Work out how many lines in the listing below carry the word "Result". Give that number alone.
==============================
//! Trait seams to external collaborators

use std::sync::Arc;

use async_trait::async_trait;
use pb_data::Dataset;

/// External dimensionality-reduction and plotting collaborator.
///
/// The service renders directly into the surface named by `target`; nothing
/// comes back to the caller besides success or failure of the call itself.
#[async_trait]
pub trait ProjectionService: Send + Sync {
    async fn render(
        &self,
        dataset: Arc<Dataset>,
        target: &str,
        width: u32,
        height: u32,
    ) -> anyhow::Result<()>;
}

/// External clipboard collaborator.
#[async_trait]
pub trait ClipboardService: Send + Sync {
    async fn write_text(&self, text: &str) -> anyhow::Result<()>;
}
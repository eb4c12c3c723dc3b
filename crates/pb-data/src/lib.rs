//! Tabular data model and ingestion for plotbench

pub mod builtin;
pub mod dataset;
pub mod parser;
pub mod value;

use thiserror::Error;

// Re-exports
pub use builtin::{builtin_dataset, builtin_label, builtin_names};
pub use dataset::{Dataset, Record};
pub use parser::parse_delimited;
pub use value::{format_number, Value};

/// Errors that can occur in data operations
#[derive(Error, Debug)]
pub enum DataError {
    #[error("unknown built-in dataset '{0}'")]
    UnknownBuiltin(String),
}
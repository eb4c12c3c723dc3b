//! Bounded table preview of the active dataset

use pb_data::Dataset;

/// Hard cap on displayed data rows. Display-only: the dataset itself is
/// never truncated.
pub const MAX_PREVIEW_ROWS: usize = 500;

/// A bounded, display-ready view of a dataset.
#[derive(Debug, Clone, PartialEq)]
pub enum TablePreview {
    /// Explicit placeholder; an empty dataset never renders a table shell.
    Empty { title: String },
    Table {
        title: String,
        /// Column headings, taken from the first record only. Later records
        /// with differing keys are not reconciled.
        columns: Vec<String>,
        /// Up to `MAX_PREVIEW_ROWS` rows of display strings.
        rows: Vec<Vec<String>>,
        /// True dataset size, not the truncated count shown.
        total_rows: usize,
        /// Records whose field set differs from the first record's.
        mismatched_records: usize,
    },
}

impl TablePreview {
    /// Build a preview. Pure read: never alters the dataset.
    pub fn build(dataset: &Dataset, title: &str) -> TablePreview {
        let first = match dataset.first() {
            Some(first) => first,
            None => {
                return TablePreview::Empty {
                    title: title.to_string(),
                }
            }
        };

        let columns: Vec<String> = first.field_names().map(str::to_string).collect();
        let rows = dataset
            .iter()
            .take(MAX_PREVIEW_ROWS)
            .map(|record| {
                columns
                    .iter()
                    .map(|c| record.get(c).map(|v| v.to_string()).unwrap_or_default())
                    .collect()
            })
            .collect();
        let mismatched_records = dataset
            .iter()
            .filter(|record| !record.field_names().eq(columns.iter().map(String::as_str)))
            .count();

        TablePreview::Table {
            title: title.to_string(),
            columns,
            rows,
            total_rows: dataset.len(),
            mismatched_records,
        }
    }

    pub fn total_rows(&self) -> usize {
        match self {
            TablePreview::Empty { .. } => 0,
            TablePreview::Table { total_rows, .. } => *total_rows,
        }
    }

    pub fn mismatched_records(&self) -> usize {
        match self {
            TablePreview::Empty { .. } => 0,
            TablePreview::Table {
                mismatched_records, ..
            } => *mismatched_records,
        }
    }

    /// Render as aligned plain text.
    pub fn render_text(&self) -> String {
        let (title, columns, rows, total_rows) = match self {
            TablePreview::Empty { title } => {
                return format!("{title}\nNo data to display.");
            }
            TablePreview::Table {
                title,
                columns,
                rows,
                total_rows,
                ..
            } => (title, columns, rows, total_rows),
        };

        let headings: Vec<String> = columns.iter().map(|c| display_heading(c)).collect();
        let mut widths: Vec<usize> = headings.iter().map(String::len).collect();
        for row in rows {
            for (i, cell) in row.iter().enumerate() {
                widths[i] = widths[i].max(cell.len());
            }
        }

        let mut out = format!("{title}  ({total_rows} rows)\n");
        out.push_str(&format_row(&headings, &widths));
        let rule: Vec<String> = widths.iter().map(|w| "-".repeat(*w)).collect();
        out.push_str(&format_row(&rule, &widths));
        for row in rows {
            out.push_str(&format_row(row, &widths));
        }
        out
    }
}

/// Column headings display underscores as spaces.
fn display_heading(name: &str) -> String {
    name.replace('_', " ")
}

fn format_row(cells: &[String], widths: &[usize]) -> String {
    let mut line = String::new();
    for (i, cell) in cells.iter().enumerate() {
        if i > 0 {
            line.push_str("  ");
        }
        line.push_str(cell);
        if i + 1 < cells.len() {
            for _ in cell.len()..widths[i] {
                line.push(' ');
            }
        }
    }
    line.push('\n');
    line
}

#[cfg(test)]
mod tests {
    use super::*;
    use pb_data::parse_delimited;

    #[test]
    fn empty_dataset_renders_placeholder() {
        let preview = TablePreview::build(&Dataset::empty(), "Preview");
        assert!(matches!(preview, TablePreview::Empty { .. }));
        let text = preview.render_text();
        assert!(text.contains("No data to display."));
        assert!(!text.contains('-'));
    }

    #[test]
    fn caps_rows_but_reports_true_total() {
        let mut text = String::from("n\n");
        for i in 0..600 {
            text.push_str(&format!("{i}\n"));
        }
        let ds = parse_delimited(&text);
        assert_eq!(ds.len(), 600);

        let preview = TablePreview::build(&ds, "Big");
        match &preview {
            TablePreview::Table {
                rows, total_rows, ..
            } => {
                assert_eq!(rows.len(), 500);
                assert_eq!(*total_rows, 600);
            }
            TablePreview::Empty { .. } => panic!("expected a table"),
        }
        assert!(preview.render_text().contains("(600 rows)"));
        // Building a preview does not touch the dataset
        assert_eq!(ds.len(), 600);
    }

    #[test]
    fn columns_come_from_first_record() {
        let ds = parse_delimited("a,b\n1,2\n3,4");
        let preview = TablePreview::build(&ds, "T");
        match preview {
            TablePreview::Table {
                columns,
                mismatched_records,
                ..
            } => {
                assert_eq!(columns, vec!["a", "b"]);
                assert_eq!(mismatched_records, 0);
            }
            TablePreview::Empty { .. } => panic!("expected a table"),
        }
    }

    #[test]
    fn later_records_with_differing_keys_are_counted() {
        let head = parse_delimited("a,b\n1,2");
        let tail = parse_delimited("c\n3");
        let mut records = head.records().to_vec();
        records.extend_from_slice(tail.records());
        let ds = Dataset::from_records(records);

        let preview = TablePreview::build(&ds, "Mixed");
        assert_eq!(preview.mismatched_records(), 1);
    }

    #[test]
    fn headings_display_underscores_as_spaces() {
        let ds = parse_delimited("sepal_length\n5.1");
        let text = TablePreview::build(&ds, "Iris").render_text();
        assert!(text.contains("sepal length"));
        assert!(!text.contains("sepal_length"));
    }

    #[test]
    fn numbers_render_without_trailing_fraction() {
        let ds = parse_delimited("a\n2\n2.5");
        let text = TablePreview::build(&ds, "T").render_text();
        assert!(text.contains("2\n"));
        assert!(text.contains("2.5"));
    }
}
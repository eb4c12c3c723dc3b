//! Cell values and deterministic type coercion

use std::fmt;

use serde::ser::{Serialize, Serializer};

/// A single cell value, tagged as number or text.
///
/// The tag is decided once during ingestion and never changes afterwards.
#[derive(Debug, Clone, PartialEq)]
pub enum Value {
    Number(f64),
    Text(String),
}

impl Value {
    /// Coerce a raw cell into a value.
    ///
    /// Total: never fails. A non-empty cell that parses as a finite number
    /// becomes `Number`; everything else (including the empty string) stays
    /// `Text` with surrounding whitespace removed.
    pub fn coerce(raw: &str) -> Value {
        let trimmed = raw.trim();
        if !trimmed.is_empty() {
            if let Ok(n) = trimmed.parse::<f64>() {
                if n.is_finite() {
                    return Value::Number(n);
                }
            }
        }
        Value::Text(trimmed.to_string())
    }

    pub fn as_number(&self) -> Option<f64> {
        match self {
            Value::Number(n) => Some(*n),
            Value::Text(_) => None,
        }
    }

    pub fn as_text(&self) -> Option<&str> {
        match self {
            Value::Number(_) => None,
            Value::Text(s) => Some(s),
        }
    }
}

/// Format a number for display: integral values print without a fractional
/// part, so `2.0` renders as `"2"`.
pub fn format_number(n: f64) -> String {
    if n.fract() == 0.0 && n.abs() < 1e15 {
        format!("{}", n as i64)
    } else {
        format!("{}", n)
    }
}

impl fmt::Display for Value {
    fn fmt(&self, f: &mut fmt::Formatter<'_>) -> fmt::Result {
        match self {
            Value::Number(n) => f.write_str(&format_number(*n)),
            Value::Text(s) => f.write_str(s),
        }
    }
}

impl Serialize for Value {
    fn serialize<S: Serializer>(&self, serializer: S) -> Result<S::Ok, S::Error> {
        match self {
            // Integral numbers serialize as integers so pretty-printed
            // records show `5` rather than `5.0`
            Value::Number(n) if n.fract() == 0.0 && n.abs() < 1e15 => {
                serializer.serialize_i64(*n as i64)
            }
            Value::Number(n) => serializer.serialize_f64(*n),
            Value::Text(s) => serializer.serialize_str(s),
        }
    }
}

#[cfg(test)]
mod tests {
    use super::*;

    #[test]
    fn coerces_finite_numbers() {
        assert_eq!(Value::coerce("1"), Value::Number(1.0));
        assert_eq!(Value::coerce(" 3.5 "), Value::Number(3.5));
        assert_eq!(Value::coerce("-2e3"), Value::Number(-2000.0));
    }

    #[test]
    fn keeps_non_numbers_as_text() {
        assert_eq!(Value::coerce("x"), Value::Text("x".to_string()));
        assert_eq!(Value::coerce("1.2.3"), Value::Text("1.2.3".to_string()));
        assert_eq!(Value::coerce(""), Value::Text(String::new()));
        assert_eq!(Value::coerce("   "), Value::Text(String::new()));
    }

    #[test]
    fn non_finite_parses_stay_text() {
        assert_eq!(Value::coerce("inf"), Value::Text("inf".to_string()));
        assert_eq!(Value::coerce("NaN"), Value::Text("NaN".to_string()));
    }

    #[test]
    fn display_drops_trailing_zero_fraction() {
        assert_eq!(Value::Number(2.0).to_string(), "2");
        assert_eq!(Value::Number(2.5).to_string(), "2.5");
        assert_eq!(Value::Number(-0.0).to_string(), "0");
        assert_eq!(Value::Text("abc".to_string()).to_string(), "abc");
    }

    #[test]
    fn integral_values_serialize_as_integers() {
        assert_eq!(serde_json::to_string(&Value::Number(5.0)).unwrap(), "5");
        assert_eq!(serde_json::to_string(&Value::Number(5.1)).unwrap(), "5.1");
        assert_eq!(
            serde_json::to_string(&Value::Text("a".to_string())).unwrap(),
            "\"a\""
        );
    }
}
==============================
**Reply**
4